Il problema stadi della Serie A è più mancanza di scarsa visione imprenditoriale o problema dei niet delle amministrazioni comunali?

«Senza trovare un colpevole a tutti i costi, la mancanza di vision a lungo termine ha giocato una partita importante in questa stagnazione del nostro calcio. Ma è anche vero che in Italia ci si scontra con pratiche burocratiche particolarmente lunghe.
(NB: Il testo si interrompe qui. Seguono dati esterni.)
use crate::api::ReportFilter;
use crate::components::ui::{
    Button, ButtonSize, ButtonVariant, ErrorBanner, Input, Label, Select, Spinner, Table,
    TableBody, TableCell, TableHead, TableHeader, TableRow, TableWrapper, Toasts,
};
use crate::components::Pager;
use crate::download::{download_file, DownloadMode};
use crate::listing::ListController;
use crate::models::FileRef;
use crate::resources::{
    Circular, FilterField, GenerationReport, Promotion, Resource, RulesManual, Training, Transfer,
};
use crate::state::AppContext;
use crate::util::format_timestamp;
use leptos::prelude::*;
use leptos::task::spawn_local;
use log::warn;

const MONTHS: [&str; 12] = [
    "January",
    "February",
    "March",
    "April",
    "May",
    "June",
    "July",
    "August",
    "September",
    "October",
    "November",
    "December",
];

fn month_options() -> Vec<(String, String)> {
    std::iter::once((String::new(), "Any month".to_string()))
        .chain(
            MONTHS
                .iter()
                .enumerate()
                .map(|(i, m)| ((i + 1).to_string(), m.to_string())),
        )
        .collect()
}

fn quarter_options() -> Vec<(String, String)> {
    std::iter::once((String::new(), "Any quarter".to_string()))
        .chain((1..=4).map(|q| (q.to_string(), format!("Q{q}"))))
        .collect()
}

fn non_empty(s: String) -> Option<String> {
    let s = s.trim().to_string();
    (!s.is_empty()).then_some(s)
}

/// The list page shared by every collection: fetch once on mount, then
/// search, filter, sort and page locally.
pub(crate) fn collection_page<R: Resource>() -> impl IntoView {
    let app_state = expect_context::<AppContext>();
    let toasts = expect_context::<Toasts>();

    let controller: RwSignal<ListController<R>> = RwSignal::new(ListController::new());
    // Ignore responses that finish after a newer request was issued.
    let request_id: StoredValue<u64> = StoredValue::new(0);

    let api_client = app_state.0.api_client.clone();
    let load = Callback::new(move |filter: ReportFilter| {
        let id = request_id.get_value() + 1;
        request_id.set_value(id);
        controller.update(|c| c.begin_load());

        let api_client = api_client.clone();
        spawn_local(async move {
            let result = api_client.fetch_records::<R>(&filter).await;
            if request_id.get_value() != id {
                return;
            }
            if let Err(e) = &result {
                warn!("loading {} failed: {e}", R::COLLECTION);
            }
            controller.update(|c| c.finish_load(result));
        });
    });

    load.run(ReportFilter::default());

    // Search box and per-field filter inputs.
    let search: RwSignal<String> = RwSignal::new(String::new());
    Effect::new(move |_| {
        let value = search.get();
        controller.update(|c| c.set_search(value));
    });

    let filter_inputs: Vec<(FilterField, RwSignal<String>)> = R::filter_fields()
        .iter()
        .map(|field| (*field, RwSignal::new(String::new())))
        .collect();
    for (field, value) in filter_inputs.iter().copied() {
        Effect::new(move |_| {
            let value = value.get();
            controller.update(|c| c.set_filter(field.key, value));
        });
    }
    let filter_signals: Vec<RwSignal<String>> = filter_inputs.iter().map(|(_, v)| *v).collect();
    let has_filters = !filter_inputs.is_empty();

    let on_clear = move |_| {
        search.set(String::new());
        for value in &filter_signals {
            value.set(String::new());
        }
        controller.update(|c| c.clear_filters());
    };

    // Server-side report filters.
    let report_date: RwSignal<String> = RwSignal::new(String::new());
    let report_month: RwSignal<String> = RwSignal::new(String::new());
    let report_year: RwSignal<String> = RwSignal::new(String::new());
    let report_quarter: RwSignal<String> = RwSignal::new(String::new());

    let on_apply_report = move |ev: web_sys::SubmitEvent| {
        ev.prevent_default();
        load.run(ReportFilter {
            date: non_empty(report_date.get()),
            month: non_empty(report_month.get()),
            year: non_empty(report_year.get()),
            quarter: non_empty(report_quarter.get()),
        });
    };

    let on_reset_report = move |ev: web_sys::MouseEvent| {
        ev.prevent_default();
        report_date.set(String::new());
        report_month.set(String::new());
        report_year.set(String::new());
        report_quarter.set(String::new());
        load.run(ReportFilter::default());
    };

    let list = Memo::new(move |_| controller.with(|c| c.view()));
    let loading = Signal::derive(move || controller.with(|c| c.loading));
    let error = Signal::derive(move || controller.with(|c| c.error.map(|e| e.message().to_string())));
    let last_updated = move || {
        controller
            .with(|c| c.last_updated.clone())
            .map(|ts| format!("Last updated: {}", format_timestamp(&ts)))
    };

    let on_page = Callback::new(move |page: usize| controller.update(|c| c.set_page(page)));

    let base_url = app_state.0.config.api_url.clone();
    let session = app_state.0.session.clone();
    let on_download = Callback::new(move |file: Option<FileRef>| {
        let base_url = base_url.clone();
        let session = session.clone();
        spawn_local(async move {
            let mode = DownloadMode::for_resource(R::REQUIRES_AUTH);
            if let Err(e) = download_file(&base_url, file.as_ref(), mode, session.as_ref()).await {
                toasts.push(e.user_message());
            }
        });
    });

    let column_count = R::columns().len() + 1;

    view! {
        <div class="space-y-4">
            <div class="flex flex-wrap items-end justify-between gap-2">
                <div>
                    <h1 class="text-lg font-semibold">{R::TITLE}</h1>
                    <p class="text-xs text-muted-foreground">{last_updated}</p>
                </div>
                <Button
                    variant=ButtonVariant::Outline
                    size=ButtonSize::Sm
                    attr:title="Toggle date order"
                    on:click=move |_| controller.update(|c| c.toggle_sort())
                >
                    {move || controller.with(|c| c.sort.label())}
                </Button>
            </div>

            {R::REPORT_FILTERS.then(move || view! {
                <form class="flex flex-wrap items-end gap-3 rounded-md border p-3" on:submit=on_apply_report>
                    <div class="flex flex-col gap-1.5">
                        <Label html_for="report-date">"Date"</Label>
                        <Input id="report-date" r#type="date" bind_value=report_date class="w-40" />
                    </div>
                    <div class="flex flex-col gap-1.5">
                        <Label html_for="report-month">"Month"</Label>
                        <Select id="report-month" options={month_options()} bind_value=report_month class="w-36" />
                    </div>
                    <div class="flex flex-col gap-1.5">
                        <Label html_for="report-year">"Year"</Label>
                        <Input id="report-year" r#type="number" placeholder="2024" bind_value=report_year class="w-24" />
                    </div>
                    <div class="flex flex-col gap-1.5">
                        <Label html_for="report-quarter">"Quarter"</Label>
                        <Select id="report-quarter" options={quarter_options()} bind_value=report_quarter class="w-32" />
                    </div>
                    <Button size=ButtonSize::Sm attr:disabled=move || loading.get()>"Apply"</Button>
                    <Button
                        variant=ButtonVariant::Ghost
                        size=ButtonSize::Sm
                        on:click=on_reset_report
                    >
                        "Reset"
                    </Button>
                </form>
            })}

            <div class="flex flex-wrap items-end gap-3">
                <div class="flex min-w-56 flex-1 flex-col gap-1.5">
                    <Label html_for="search">"Search"</Label>
                    <Input id="search" r#type="search" placeholder="Search..." bind_value=search />
                </div>
                {filter_inputs
                    .into_iter()
                    .map(|(field, value)| {
                        let id = format!("filter-{:?}", field.key).to_lowercase();
                        view! {
                            <div class="flex flex-col gap-1.5">
                                <Label html_for={id.clone()}>{field.label}</Label>
                                <Input id=id r#type={field.input_type()} bind_value=value class="w-44" />
                            </div>
                        }
                    })
                    .collect_view()}
                {has_filters.then(move || view! {
                    <Button variant=ButtonVariant::Ghost size=ButtonSize::Sm on:click=on_clear>
                        "Clear filters"
                    </Button>
                })}
            </div>

            <ErrorBanner message=error />

            <TableWrapper>
                <Table>
                    <TableHeader>
                        <TableRow>
                            {R::columns()
                                .iter()
                                .map(|col| view! { <TableHead>{*col}</TableHead> })
                                .collect_view()}
                            <TableHead class="text-right">"File"</TableHead>
                        </TableRow>
                    </TableHeader>
                    <TableBody>
                        {move || {
                            let rows = list.get().rows;
                            if loading.get() && rows.is_empty() {
                                return view! {
                                    <TableRow>
                                        <TableCell attr:colspan={column_count.to_string()}>
                                            <div class="flex items-center gap-2 text-xs text-muted-foreground">
                                                <Spinner />
                                                "Loading..."
                                            </div>
                                        </TableCell>
                                    </TableRow>
                                }
                                .into_any();
                            }
                            if rows.is_empty() {
                                return view! {
                                    <TableRow>
                                        <TableCell attr:colspan={column_count.to_string()} class="text-xs text-muted-foreground">
                                            "No records found."
                                        </TableCell>
                                    </TableRow>
                                }
                                .into_any();
                            }

                            rows.into_iter()
                                .map(|row| {
                                    let file = row.attributes.file().cloned();
                                    let has_file = file.is_some();
                                    let title = if has_file { "Download file" } else { "No file attached" };
                                    view! {
                                        <TableRow>
                                            {row
                                                .attributes
                                                .cells()
                                                .into_iter()
                                                .map(|cell| view! { <TableCell>{cell}</TableCell> })
                                                .collect_view()}
                                            <TableCell class="text-right">
                                                <Button
                                                    variant=ButtonVariant::Outline
                                                    size=ButtonSize::Xs
                                                    attr:disabled={!has_file}
                                                    attr:title=title
                                                    on:click=move |_| on_download.run(file.clone())
                                                >
                                                    "Download"
                                                </Button>
                                            </TableCell>
                                        </TableRow>
                                    }
                                })
                                .collect_view()
                                .into_any()
                        }}
                    </TableBody>
                </Table>
            </TableWrapper>

            <Pager
                current={Signal::derive(move || list.with(|l| l.page))}
                total_pages={Signal::derive(move || list.with(|l| l.total_pages))}
                total_records={Signal::derive(move || list.with(|l| l.total_records))}
                on_change=on_page
            />
        </div>
    }
}

#[component]
pub fn CircularsPage() -> impl IntoView {
    collection_page::<Circular>()
}

#[component]
pub fn PromotionsPage() -> impl IntoView {
    collection_page::<Promotion>()
}

#[component]
pub fn TransfersPage() -> impl IntoView {
    collection_page::<Transfer>()
}

#[component]
pub fn TrainingsPage() -> impl IntoView {
    collection_page::<Training>()
}

#[component]
pub fn RulesManualsPage() -> impl IntoView {
    collection_page::<RulesManual>()
}

#[component]
pub fn GenerationReportsPage() -> impl IntoView {
    collection_page::<GenerationReport>()
}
Il caso della Fiorentina è un esempio emblematico: l’intenzione di dotarsi di uno stadio di proprietà, principalmente finanziato dalle proprie capacità economiche, si è scontrata con i vincoli legati all’urbanistica e alla storicità del Franchi, che infine  sarà ristrutturato dall’amministrazione grazie a 95 milioni di euro messi a disposizione dal PNRR. Si crea quindi una situazione in cui le società non hanno il pieno controllo dell’asset, non solo a livello di design e struttura, ma anche di benefici economici, tant’è che la stragrande maggioranza dei club italiani paga una mutualità annuale per giocare negli impianti, che rimangono di proprietà comunale. Questi vincoli dovuti al fattore urbanistico storico e soprattutto alla burocrazia, all’estero sono meno stringenti. Si spera che la legge sugli stadi possa agevolare questo iter».

Se la salvezza a tutti i mali non passa soltanto dallo stadio di proprietà, che cosa si prospetta per i calcio italiano: in quest’ottica, gli investimenti dei fondi del private equity rappresentano una soluzione?  

«Lo stadio è una soluzione ma non la soluzione. Sui fondi: è un argomento tricky, bisogna fare attenzione: la Liga ha detto sì, la Serie A un bel no, cosi come la Bundesliga, anche se il nostro campionato sembrava essere più propenso verso un nero su bianco fino a dicembre scorso. Poi c’è stato un dietrofront che ha sparigliato le carte, anche per un problema di governance: se un fondo entra e compra una determinata percentuale dei diritti tv e commerciali, pretende di avere voce in capitolo all’interno della gestione. Questo è uno dei motivi principali del rifiuto a CVC, anche se in seguito all’accordo dello stesso con la Liga, se ne sta riparlando anche in ottica Serie A: c’è bisogno di liquidità in questi momenti di difficoltà, che riguardano l’intera industria calcio e non solo i club nostrani».